A Primer to Feature / Product Fit
As a product manager, you need to ensure that your features don’t just move their own metrics; instead, you need to ensure that your features fit into the broader value proposition of your core product offering.
And, as a leader of product managers, you need to ensure that your PMs are building for broader business impact - not just within the area that you govern, but across the entire portfolio of products that your company provides to customers.
The way to ensure that our features actually provide value to our products is to use the concept of “feature / product fit” to evaluate whether we’re investing our time and effort into the right initiatives.
We’ve created a three-part guide to feature / product fit. In this first part, we define what feature / product fit is, and the consequences for what happens when product teams fail to take feature / product fit into account.
In our second part, we’ll then discuss how product managers can prioritize initiatives with feature / product fit in mind, and we’ll also share techniques for finding and measuring this fit.
In our third and final part, we’ll conclude by sharing two real-world examples to help illustrate the concepts of feature / product fit.
So, let’s start by defining what “feature / product fit” means.
The definition of feature / product fit
What exactly is feature / product fit?
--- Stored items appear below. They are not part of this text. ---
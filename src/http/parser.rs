use crate::http::request::{Method, Request};

/// Byte ceiling for a request head; a peer that sends this much without
/// the blank-line terminator gets a 400.
pub const MAX_HEAD_BYTES: usize = 65536;

#[derive(Debug, PartialEq, Eq)]
pub enum ParseError {
    /// No `\r\n\r\n` terminator yet
    Incomplete,
    /// Nothing usable arrived (empty input or no request line)
    InvalidRequest,
    /// Request line is not exactly `<method> <path> <version>`
    InvalidRequestLine,
}

/// Parses a complete request head out of `buf`.
///
/// Returns the request and the number of bytes consumed up to and
/// including the terminator. Header lines are skipped without validation.
pub fn parse_http_request(buf: &[u8]) -> Result<(Request, usize), ParseError> {
    let headers_end = find_headers_end(buf).ok_or(ParseError::Incomplete)?;
    let request = parse_request_line(&buf[..headers_end])?;
    Ok((request, headers_end + 4))
}

/// Parses the first line of `buf`, whatever follows it.
///
/// Used directly when the peer hangs up before finishing its headers.
pub fn parse_request_line(buf: &[u8]) -> Result<Request, ParseError> {
    let line_end = buf
        .windows(2)
        .position(|w| w == b"\r\n")
        .unwrap_or(buf.len());
    let line = String::from_utf8_lossy(&buf[..line_end]);

    if line.trim().is_empty() {
        return Err(ParseError::InvalidRequest);
    }

    let parts: Vec<&str> = line.split_whitespace().collect();
    let [method, path, version] = parts.as_slice() else {
        return Err(ParseError::InvalidRequestLine);
    };

    Ok(Request::new(Method::from_token(method), *path, *version))
}

pub fn find_headers_end(buf: &[u8]) -> Option<usize> {
    buf.windows(4).position(|w| w == b"\r\n\r\n")
}
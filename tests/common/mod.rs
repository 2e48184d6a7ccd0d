#![allow(dead_code)]

use std::fs;
use std::net::SocketAddr;
use std::path::Path;
use std::sync::Arc;

use docgate::config::Config;
use docgate::counters::CounterMode;
use docgate::server::Server;
use docgate::state::AppState;
use tempfile::TempDir;
use tokio::io::{AsyncReadExt, AsyncWriteExt};
use tokio::net::TcpStream;

/// A parsed response as seen by a client.
#[derive(Debug)]
pub struct RawResponse {
    pub status: u16,
    pub reason: String,
    pub headers: Vec<(String, String)>,
    pub body: Vec<u8>,
}

impl RawResponse {
    pub fn header(&self, name: &str) -> Option<&str> {
        self.headers
            .iter()
            .find(|(k, _)| k.eq_ignore_ascii_case(name))
            .map(|(_, v)| v.as_str())
    }

    pub fn text(&self) -> String {
        String::from_utf8_lossy(&self.body).into_owned()
    }
}

pub fn parse_response(raw: &[u8]) -> RawResponse {
    let end = raw
        .windows(4)
        .position(|w| w == b"\r\n\r\n")
        .expect("response has no blank line");
    let head = std::str::from_utf8(&raw[..end]).unwrap();
    let mut lines = head.split("\r\n");

    let status_line = lines.next().unwrap();
    let mut parts = status_line.splitn(3, ' ');
    assert_eq!(parts.next(), Some("HTTP/1.1"));
    let status = parts.next().unwrap().parse().unwrap();
    let reason = parts.next().unwrap_or("").to_string();

    let headers = lines
        .map(|l| {
            let (k, v) = l.split_once(": ").unwrap();
            (k.to_string(), v.to_string())
        })
        .collect();

    RawResponse {
        status,
        reason,
        headers,
        body: raw[end + 4..].to_vec(),
    }
}

/// docroot with `a.txt` and `b/c.txt`.
pub fn docroot() -> TempDir {
    let dir = TempDir::new().unwrap();
    fs::write(dir.path().join("a.txt"), "alpha\n").unwrap();
    fs::create_dir(dir.path().join("b")).unwrap();
    fs::write(dir.path().join("b/c.txt"), "charlie\n").unwrap();
    dir
}

pub fn config(docroot: &Path, max_requests: usize, mode: CounterMode) -> Config {
    let mut cfg = Config::default();
    cfg.server.listen_addr = "127.0.0.1:0".to_string();
    cfg.docroot = docroot.to_path_buf();
    cfg.rate_limit.max_requests = max_requests;
    cfg.rate_limit.window_seconds = 60.0;
    cfg.counters.mode = mode;
    cfg
}

pub fn app_state(cfg: &Config) -> Arc<AppState> {
    Arc::new(AppState::from_config(cfg).unwrap())
}

/// Binds the server on an ephemeral port and runs it in the background.
pub async fn start(cfg: &Config) -> (SocketAddr, Arc<AppState>) {
    let server = Server::bind(cfg).await.unwrap();
    let addr = server.local_addr().unwrap();
    let state = server.state();
    tokio::spawn(server.run());
    (addr, state)
}

pub async fn send(addr: SocketAddr, raw: &[u8]) -> RawResponse {
    let mut stream = TcpStream::connect(addr).await.unwrap();
    stream.write_all(raw).await.unwrap();
    let mut buf = Vec::new();
    stream.read_to_end(&mut buf).await.unwrap();
    parse_response(&buf)
}

pub async fn get(addr: SocketAddr, path: &str) -> RawResponse {
    let request = format!("GET {} HTTP/1.1\r\nHost: localhost\r\n\r\n", path);
    send(addr, request.as_bytes()).await
}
Well, here’s an excellent definition for the concept of “feature / product fit” by Casey Winters, Chief Product Officer at Eventbrite:
“The feature has to retain users for that specific feature, the feature has to have a scalable way to drive its own adoption, and the feature has to improve retention, engagement, and/or monetization for the core product.”
That is, there are three core aspects to feature / product fit:
The feature must be able to gain users on its own
The feature must retain users on its own
The feature must drive business value for the broader product
The best product teams evaluate their initiatives on all three aspects, and they won’t hesitate to terminate features that do not drive value for the broader product.
As a rule of thumb, you can qualitatively determine whether or not the feature fits the product by considering the feature’s value proposition vs. the product’s value proposition.
If you have a feature that actively negates the product’s value proposition, you’ll confuse your customers and end users (even if it’s a good feature on its own). Therefore, features that don’t align with their products don’t demonstrate feature / product fit.
As a reminder, value propositions are a bundle of benefits and costs targeted at a specific audience. Your feature’s value proposition is not necessarily the same as your product’s value proposition, and so you need to ensure that you have alignment between the two.
Here’s an example of conflicting value propositions. Let’s pretend that our product is a CRM that serves for-profit companies.
If you launch a new non-profit module in your CRM to help manage donors, you don’t want to pitch that non-profit module to for-profit companies.
For-profit companies don’t need to manage donors. Pitching this new module to them will cause them to question your expertise in the for-profit CRM space.
So remember: just because you can pitch a new feature to all of your current customers doesn’t mean that you should do so! Rather, you need to consider how the feature fits the product, and use that knowledge to position your feature accordingly.
The symptoms of feature / product mismatch
What happens when we ship a feature that doesn’t have feature / product fit?
Well, it’s quite possible that the feature itself has really excellent feature metrics, such as retention, engagement, referral, and monetization.
In fact, this feature might even have rave reviews from customers and have excellent media coverage!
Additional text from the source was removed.